Saturday, January 26, 2013

Seedy habits


The therapists say that the first thing to do with any addiction is to admit you have one. Good advice, but I'm not sure if they know what they're doing after that point is reached. Anyway, here goes: I am tragically addicted to growing plants from seed, and my success rate is OK, not brilliant, but getting better. There, I've said it. I'm feeling better already.

And so at the latter end of this hot, windy and rather unpleasant Sydney Saturday afternoon in January, I've brought out my seed tins, taking stock of the lovely little packets of tragic temptation lurking demurely inside, and I'm planning my autumn seed-raising campaign now. Oh what fun, must put on the kettle to make a calming slug of green tea while I plan out my gardening future.



Here's the hot candidates, all vying for attention. With some,
I'm just waiting for this rolling series of heatwaves to be over
before I get any plants growing again (rocket, lettuce and chervil
all hate the heat and wouldn't be worth bothering with right now).

But there's another category of seeds which is demanding
my attention now: those plants which really only are happy
when sown as seed in the spot where they are going to spend
the rest of their little lives. These are the fuss-pots which don't
like being transplanted as seedlings. Here, there's Florence
fennel, Shirley poppies, carrots, parsley, rocket, beetroot, chervil
and parsnips. I'm already starting to play favourites, though.

While I do of course like to eat parsnips, there
is something extra about them that I like. Being
slow and a bit haphazard in the way they come
up from seed has its 'challenge and reward' buzz
when you see them finally come up, but I just like
watching them grow, and of course harvest
time is lucky dip at the carnival time: you never
know what shapes you'll get (but my second
crop was much better than the first, and my
secret of success is deep, maniacal soil prep).

Call me sick, but I just like parsnip foliage.

If you think having a crush on parsnips is worthy
of referral to a therapist, wait till you hear my
Shirley poppy problem! Total failure last time,
complete duds. I rescued the situation by buying
and planting some Iceland poppies in their place
(and Icelands are easy-peasy, lovely from seedlings).
But here I am planning to have another go. Of
course I don't have a clue where I went wrong.
Tragic fools rarely do. But I'm going to try again.
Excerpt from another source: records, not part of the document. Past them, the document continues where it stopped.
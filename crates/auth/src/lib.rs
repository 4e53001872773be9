//! `stockloan-auth` — client-side authorization and credential policy.
//!
//! This crate is intentionally decoupled from HTTP and rendering: every check
//! is a pure function over data the portal already fetched.

pub mod authorize;
pub mod otp;
pub mod password;
pub mod permissions;
pub mod requirement;
pub mod user;

pub use authorize::{
    DecisionReason, PermissionDecision, PermissionGated, can, can_access, can_permissions,
    explain_permission_check,
};
pub use otp::{OtpAlgorithm, OtpKind, OtpUri, OtpUriError, parse_otp_url};
pub use password::{
    PasswordPolicy, PasswordPolicyProgress, PasswordRequirementKey, PasswordRequirementState,
    is_password_policy_satisfied, password_policy_progress, password_requirement_states,
};
pub use permissions::PermissionCode;
pub use requirement::{CheckMode, CheckOptions, PermissionRequirement};
pub use user::AuthUser;
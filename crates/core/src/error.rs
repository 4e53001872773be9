//! Domain error model.

use thiserror::Error;

/// Result type used across the domain layer.
pub type DomainResult<T> = Result<T, DomainError>;

/// Domain-level error.
///
/// Keep this focused on deterministic failures (validation, malformed ids).
/// Transport failures are normalized separately by the API client layer.
#[derive(Debug, Error, Clone, PartialEq, Eq)]
pub enum DomainError {
    /// A value failed validation (e.g. malformed input).
    #[error("validation failed: {0}")]
    Validation(String),

    /// An identifier was invalid (e.g. parse failure).
    #[error("invalid identifier: {0}")]
    InvalidId(String),
}

impl DomainError {
    pub fn validation(msg: impl Into<String>) -> Self {
        Self::Validation(msg.into())
    }

    pub fn invalid_id(msg: impl Into<String>) -> Self {
        Self::InvalidId(msg.into())
    }
}
//! Black-box checks of error normalization as a screen would use it.

use serde_json::json;

use stockloan_api::{ApiError, ApiResult, TransportError, UNREACHABLE_MESSAGE, parse_api_error};

/// Stand-in for a data-fetching hook: the client fails, the hook normalizes.
fn load_loan(outcome: Result<serde_json::Value, TransportError>) -> ApiResult<serde_json::Value> {
    outcome.map_err(|e| parse_api_error(&e))
}

#[test]
fn hook_surfaces_backend_reason() {
    stockloan_observability::init_for_tests();

    let err = load_loan(Err(TransportError::with_response(
        "Request failed with status code 422",
        422,
        json!({"detail": [{"loc": ["body", "shares"], "msg": "shares must be at least 1"}]}),
    )))
    .unwrap_err();

    assert_eq!(err.message, "shares must be at least 1");
    assert_eq!(err.status, Some(422));
    assert_eq!(err.to_string(), "shares must be at least 1");
}

#[test]
fn hook_reports_offline() {
    stockloan_observability::init_for_tests();

    let err: ApiError = load_loan(Err(TransportError::network("Network Error"))).unwrap_err();
    assert_eq!(err.message, UNREACHABLE_MESSAGE);
    assert!(err.is_network());
}

#[test]
fn success_passes_through() {
    let body = json!({"id": "loan-1", "status": "active"});
    assert_eq!(load_loan(Ok(body.clone())).unwrap(), body);
}

#[test]
fn error_is_a_std_error() {
    fn takes_error(_: &dyn std::error::Error) {}

    let err = parse_api_error(&TransportError::with_response("x", 500, json!({"message": "boom"})));
    takes_error(&err);
}
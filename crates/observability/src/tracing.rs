//! Tracing/logging initialization.

use tracing_subscriber::EnvFilter;

/// Default filter when `RUST_LOG` is unset or unparsable.
const DEFAULT_FILTER: &str = "info";

fn env_filter(default: &str) -> EnvFilter {
    EnvFilter::try_from_default_env().unwrap_or_else(|_| EnvFilter::new(default))
}

/// Initialize tracing/logging for the process.
///
/// Safe to call multiple times (subsequent calls are no-ops).
pub fn init() {
    // JSON logs + timestamps, configurable via RUST_LOG.
    let _ = tracing_subscriber::fmt()
        .with_env_filter(env_filter(DEFAULT_FILTER))
        .json()
        .with_timer(tracing_subscriber::fmt::time::SystemTime)
        .with_target(false)
        .try_init();
}

/// Compact logs written through `cargo test`'s capture; `debug` by default
/// so permission denials and normalized API errors show up on failure.
pub fn init_for_tests() {
    let _ = tracing_subscriber::fmt()
        .with_env_filter(env_filter("debug"))
        .with_test_writer()
        .compact()
        .try_init();
}
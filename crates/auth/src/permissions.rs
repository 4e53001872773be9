use std::borrow::Cow;

use serde::{Deserialize, Serialize};

/// Permission code.
///
/// Permissions are modeled as opaque strings (e.g. "loan.view_own"). By
/// convention codes are dotted, `<namespace>.<action>`, but nothing here
/// depends on that beyond the `namespace`/`action` accessors.
#[derive(Debug, Clone, PartialEq, Eq, Hash, PartialOrd, Ord, Serialize, Deserialize)]
#[serde(transparent)]
pub struct PermissionCode(Cow<'static, str>);

impl PermissionCode {
    pub fn new(code: impl Into<Cow<'static, str>>) -> Self {
        Self(code.into())
    }

    pub fn as_str(&self) -> &str {
        &self.0
    }

    /// Empty or whitespace-only codes never restrict anything.
    pub fn is_blank(&self) -> bool {
        self.0.trim().is_empty()
    }

    /// Text before the first dot (`"loan"` for `"loan.view_own"`).
    pub fn namespace(&self) -> Option<&str> {
        self.0.split_once('.').map(|(ns, _)| ns)
    }

    /// Text after the last dot (`"view_own"` for `"loan.view_own"`).
    pub fn action(&self) -> Option<&str> {
        self.0.rsplit_once('.').map(|(_, action)| action)
    }
}

impl core::fmt::Display for PermissionCode {
    fn fmt(&self, f: &mut core::fmt::Formatter<'_>) -> core::fmt::Result {
        f.write_str(&self.0)
    }
}

impl From<&str> for PermissionCode {
    fn from(value: &str) -> Self {
        Self(Cow::Owned(value.to_owned()))
    }
}

impl From<String> for PermissionCode {
    fn from(value: String) -> Self {
        Self(Cow::Owned(value))
    }
}
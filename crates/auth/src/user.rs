//! The authenticated user as returned by the portal's `/auth/me` endpoint.

use std::collections::HashSet;

use serde::{Deserialize, Serialize};

use stockloan_core::{TenantId, UserId};

use crate::PermissionCode;

/// Authenticated portal user.
///
/// This crate consumes the user; it never fetches or caches it. Fields the
/// API may omit default to the least-privileged value.
#[derive(Debug, Clone, PartialEq, Eq, Serialize, Deserialize)]
pub struct AuthUser {
    pub id: UserId,
    pub email: String,
    #[serde(default)]
    pub tenant_id: Option<TenantId>,
    #[serde(default)]
    pub is_superuser: bool,
    #[serde(default)]
    pub permissions: Vec<PermissionCode>,
}

impl AuthUser {
    pub fn new(id: UserId, email: impl Into<String>) -> Self {
        Self {
            id,
            email: email.into(),
            tenant_id: None,
            is_superuser: false,
            permissions: Vec::new(),
        }
    }

    pub fn with_tenant(mut self, tenant_id: TenantId) -> Self {
        self.tenant_id = Some(tenant_id);
        self
    }

    pub fn with_permissions<I, P>(mut self, permissions: I) -> Self
    where
        I: IntoIterator<Item = P>,
        P: Into<PermissionCode>,
    {
        self.permissions = permissions.into_iter().map(Into::into).collect();
        self
    }

    pub fn superuser(mut self) -> Self {
        self.is_superuser = true;
        self
    }

    /// Granted codes as a set (the list is unique and unordered by contract).
    pub fn permission_set(&self) -> HashSet<&str> {
        self.permissions.iter().map(|p| p.as_str()).collect()
    }

    pub fn has_permission(&self, code: &str) -> bool {
        self.permissions.iter().any(|p| p.as_str() == code)
    }
}
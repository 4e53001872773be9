//! Strongly-typed identifiers exchanged with the portal API.
//!
//! All ids are UUIDs on the wire (plain strings in JSON); the newtypes only
//! keep a tenant id from being passed where a loan id is expected.

use core::str::FromStr;
use serde::{Deserialize, Serialize};
use uuid::Uuid;

use crate::error::DomainError;

macro_rules! uuid_id {
    ($(#[$meta:meta])* $t:ident) => {
        $(#[$meta])*
        #[derive(Debug, Copy, Clone, PartialEq, Eq, Hash, Serialize, Deserialize)]
        #[serde(transparent)]
        pub struct $t(Uuid);

        impl $t {
            /// Fresh time-ordered (v7) id, for records created client-side and tests.
            pub fn new() -> Self {
                Self(Uuid::now_v7())
            }
        }

        impl core::fmt::Display for $t {
            fn fmt(&self, f: &mut core::fmt::Formatter<'_>) -> core::fmt::Result {
                core::fmt::Display::fmt(&self.0, f)
            }
        }

        impl FromStr for $t {
            type Err = DomainError;

            fn from_str(s: &str) -> Result<Self, Self::Err> {
                Uuid::from_str(s.trim())
                    .map(Self)
                    .map_err(|e| DomainError::invalid_id(format!("{}: {}", stringify!($t), e)))
            }
        }
    };
}

uuid_id!(
    /// Tenant organization (multi-tenant boundary).
    TenantId
);
uuid_id!(
    /// Portal user.
    UserId
);
uuid_id!(
    /// Stock-option loan.
    LoanId
);
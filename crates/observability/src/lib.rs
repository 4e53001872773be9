//! Tracing/logging setup shared by binaries and test suites.

/// Initialize process-wide observability (tracing/logging).
///
/// This is safe to call multiple times; subsequent calls become no-ops.
pub fn init() {
    tracing::init();
}

/// Human-readable logs routed through the test harness's captured output.
pub fn init_for_tests() {
    tracing::init_for_tests();
}

/// Tracing configuration (filters, layers).
pub mod tracing;
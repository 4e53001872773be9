//! Permission requirements attached to screens, actions and API calls.

use serde::{Deserialize, Serialize};

use crate::PermissionCode;

/// How a multi-code requirement is matched against granted permissions.
#[derive(Debug, Clone, Copy, Default, PartialEq, Eq, Hash, Serialize, Deserialize)]
#[serde(rename_all = "lowercase")]
pub enum CheckMode {
    /// Every required code must be granted.
    #[default]
    All,
    /// At least one required code must be granted.
    Any,
}

/// Options for a permission check.
#[derive(Debug, Clone, Copy, Default, PartialEq, Eq, Serialize, Deserialize)]
pub struct CheckOptions {
    #[serde(default)]
    pub mode: CheckMode,
}

impl CheckOptions {
    pub fn all() -> Self {
        Self { mode: CheckMode::All }
    }

    pub fn any() -> Self {
        Self { mode: CheckMode::Any }
    }
}

/// A single permission code or an ordered list of them.
///
/// Deserializes from either a JSON string or an array of strings, matching
/// how route and menu definitions declare their guards.
#[derive(Debug, Clone, PartialEq, Eq, Serialize, Deserialize)]
#[serde(untagged)]
pub enum PermissionRequirement {
    Single(PermissionCode),
    List(Vec<PermissionCode>),
}

impl PermissionRequirement {
    /// Normalized list of required codes, blank codes dropped.
    pub fn codes(&self) -> Vec<&PermissionCode> {
        match self {
            Self::Single(code) => core::iter::once(code).filter(|c| !c.is_blank()).collect(),
            Self::List(codes) => codes.iter().filter(|c| !c.is_blank()).collect(),
        }
    }

    /// True when the requirement restricts nothing.
    pub fn is_empty(&self) -> bool {
        self.codes().is_empty()
    }
}

impl From<PermissionCode> for PermissionRequirement {
    fn from(value: PermissionCode) -> Self {
        Self::Single(value)
    }
}

impl From<&str> for PermissionRequirement {
    fn from(value: &str) -> Self {
        Self::Single(PermissionCode::from(value))
    }
}

impl From<Vec<PermissionCode>> for PermissionRequirement {
    fn from(value: Vec<PermissionCode>) -> Self {
        Self::List(value)
    }
}

impl From<&[&str]> for PermissionRequirement {
    fn from(value: &[&str]) -> Self {
        Self::List(value.iter().map(|c| PermissionCode::from(*c)).collect())
    }
}

impl<const N: usize> From<[&str; N]> for PermissionRequirement {
    fn from(value: [&str; N]) -> Self {
        Self::List(value.into_iter().map(PermissionCode::from).collect())
    }
}

#[cfg(test)]
mod tests {
    use super::*;

    #[test]
    fn single_code_normalizes_to_one_element_list() {
        let req = PermissionRequirement::from("loan.approve");
        let codes: Vec<&str> = req.codes().into_iter().map(|c| c.as_str()).collect();
        assert_eq!(codes, vec!["loan.approve"]);
    }

    #[test]
    fn blank_codes_are_dropped() {
        let req = PermissionRequirement::from(["", "loan.view_own", "  "]);
        assert_eq!(req.codes().len(), 1);
        assert!(PermissionRequirement::from("").is_empty());
        assert!(PermissionRequirement::List(vec![]).is_empty());
    }

    #[test]
    fn deserializes_string_or_array() {
        let single: PermissionRequirement = serde_json::from_str("\"user.manage\"").unwrap();
        assert_eq!(single, PermissionRequirement::from("user.manage"));

        let list: PermissionRequirement =
            serde_json::from_str(r#"["user.manage", "role.manage"]"#).unwrap();
        assert_eq!(list, PermissionRequirement::from(["user.manage", "role.manage"]));
    }

    #[test]
    fn options_default_to_all() {
        assert_eq!(CheckOptions::default().mode, CheckMode::All);
        let opts: CheckOptions = serde_json::from_str(r#"{"mode":"any"}"#).unwrap();
        assert_eq!(opts, CheckOptions::any());
    }
}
Florence fennel also needs to be sown direct
into the soil. No transplanting seedlings, please.
As I mentioned a couple of postings ago, I
currently have a little 'test batch' sown and
growing well. Pam and I love to blend sliced 

fennel and potatoes together (more spud than
fennel of course), sprinkle with olive oil, grinds
of salt and pepper then toss, into a covered dish
then bake slowly for as long as you like. The
fennel caramelises and becomes a bit sweet
and the result is utterly delicious.

Oops! A seed spill in the bottom of the tin.
Whose are they? Not the fennel! Yep, the
fennel, recognise those seeds anywhere.
Thank goodness for stocktakes and stickytape
fennel seed packet back in good order now.

Two last little asides. Seed packets give old tins a meaning and
purpose in life. Most of my seeds are in the cricket-crazy-kids'
Weet-Bix tin, but the retro-themed Yates commemorative
125th anniversary tin is doing fine service, too.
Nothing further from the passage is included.